I dunno about solderiing newer battery cables..older cables..sure..newer ones..there is something different in a lot of the wire. I have tried solderring newer ones and the heat seems to either make them brittle..and they break..or they just don't solder well. I don't even try and solder them anymore. If you are concerned about stength. The cable crimp method is plenty strong. Want prettier? Mesh them and put a piece of copper tubing over it and crimp. Prettier still? Hit an electrical supply house and they have all kinds of fittings.

I don't like hosing down/adding water to that stuff. I like to get as much of it off as possible..in a paper towel..disposed of. Scrape it some more. If anything add something to it before it ends up anywhere. That stuff/acid mixes very happily and only too well with water. I don't like the idea of anything spraying it/deflecting it anywhere.

The spray on "white grease" is just that..the other type of grease I was referring to is regular high temperature grease that has some gelling agent in it to spray it..goes on like an aerosol then gels up. I use this stuff for hinges etc because it can really penetrate..and you can shoot the stuff pretty accurately anywhere you want. This grease is a bluish/greenish color and judging from the nunber of places I have seen films..or evidence of a grease this color..is probablly the same stuff. It is only about $5 for a can. I had used synthetic grease on battery terminals for 25 years and never had any problems. I think any grease will work. I really think that the gelling agent has some cleaning effect on corrosion on batteries..don't know for sure. Just seems to work great for batteries..and takes 2 seconds..no muss.

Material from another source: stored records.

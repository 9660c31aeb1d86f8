use serde::{Deserialize, Serialize};
use std::fmt;
use std::time::Duration;

/// 最近使用路徑的保留數量
pub const MAX_RECENT_PATHS: usize = 5;

/// 允許的影片副檔名（不分大小寫）
pub const VIDEO_EXTENSIONS: [&str; 2] = ["mp4", "ts"];

/// 監看資料夾底下保留給縮圖的子資料夾名稱
pub const THUMBNAIL_DIR_NAME: &str = "thumbs";

/// 檔案大小下限（2 MiB），低於此值直接捨棄
pub const MIN_VIDEO_SIZE_BYTES: u64 = 2 * 1024 * 1024;

/// 影片長度下限（5 分鐘）
pub const MIN_VIDEO_DURATION_SECONDS: f64 = 300.0;

/// 縮圖擷取間隔（2 分鐘）
pub const THUMBNAIL_INTERVAL_SECONDS: u64 = 120;

/// 單次處理嘗試的時間上限
pub const ATTEMPT_TIMEOUT: Duration = Duration::from_secs(30);

/// 單一影片最多嘗試次數
pub const MAX_ATTEMPTS: u32 = 3;

/// 工作佇列容量
pub const TASK_QUEUE_CAPACITY: usize = 256;

const DEFAULT_SETTLE_MILLIS: u64 = 2000;

#[derive(Debug, Clone, Copy, PartialEq, Eq, Serialize, Deserialize, Default)]
pub enum Language {
    #[default]
    #[serde(rename = "en-US")]
    EnUs,
    #[serde(rename = "zh-TW")]
    ZhTw,
}

impl Language {
    #[must_use]
    pub const fn as_str(&self) -> &'static str {
        match self {
            Self::EnUs => "en-US",
            Self::ZhTw => "zh-TW",
        }
    }

    #[must_use]
    pub const fn all() -> [Self; 2] {
        [Self::EnUs, Self::ZhTw]
    }
}

impl fmt::Display for Language {
    fn fmt(&self, f: &mut fmt::Formatter<'_>) -> fmt::Result {
        match self {
            Self::EnUs => write!(f, "English"),
            Self::ZhTw => write!(f, "繁體中文"),
        }
    }
}

/// 使用者設定（儲存在工作目錄的 settings.json）
#[derive(Debug, Clone, Serialize, Deserialize)]
#[serde(default)]
pub struct UserSettings {
    pub language: Language,
    /// 上次設定的監看資料夾，啟動時自動套用
    pub watch_directory: Option<String>,
    pub recent_paths: Vec<String>,
    /// 0 代表使用邏輯核心數
    pub worker_count: usize,
    /// 新檔案事件的靜置時間（毫秒），0 代表立即送出
    pub settle_millis: u64,
}

impl Default for UserSettings {
    fn default() -> Self {
        Self {
            language: Language::default(),
            watch_directory: None,
            recent_paths: Vec::new(),
            worker_count: 0,
            settle_millis: DEFAULT_SETTLE_MILLIS,
        }
    }
}

impl UserSettings {
    #[must_use]
    pub const fn settle_window(&self) -> Duration {
        Duration::from_millis(self.settle_millis)
    }
}

#[derive(Debug, Clone, Default)]
pub struct Config {
    pub settings: UserSettings,
}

You really have to be careful with newer battery cables as in some applications they have pretty severe pre-bent moulded sections. These can be critical..stuffing any old cable in there with the cable unable to easily bend..can cause problems.

oanesm
05-28-2007, 01:14 AM
I want to know what that black box thing is, too. Isn't that the original question??? Nobody was asking for battery maintenance advice, or multimeter theory...just what is those wires coming off the negative clamp for???

MT-2500
05-28-2007, 09:47 AM
I want to know what that black box thing is, too. Isn't that the original question??? Nobody was asking for battery maintenance advice, or multimeter theory...just what is those wires coming off the negative clamp for???

This post is old and dead.
Always check the date on a post before posting and let the dead rest.:grinyes:

If you have a problem start a new thread an some one will help you.
MT

sixleggedinsect
05-30-2007, 07:30 PM
I want to know what that black box thing is, too. Isn't that the original question??? Nobody was asking for battery maintenance advice, or multimeter theory...just what is those wires coming off the negative clamp for???

im about to post up regarding that in another thread- also started by me. sorry- dont want to type it twice.

anthony

sixleggedinsect
12-30-2008, 05:14 PM
followup on this thread from a long time ago:

i removed the box, cleaned the living heck out of everything, extremely retentively, glued pennies to things, and greased everything.

its been a year, and my car doesnt seem to miss the mysterious black box. good riddance!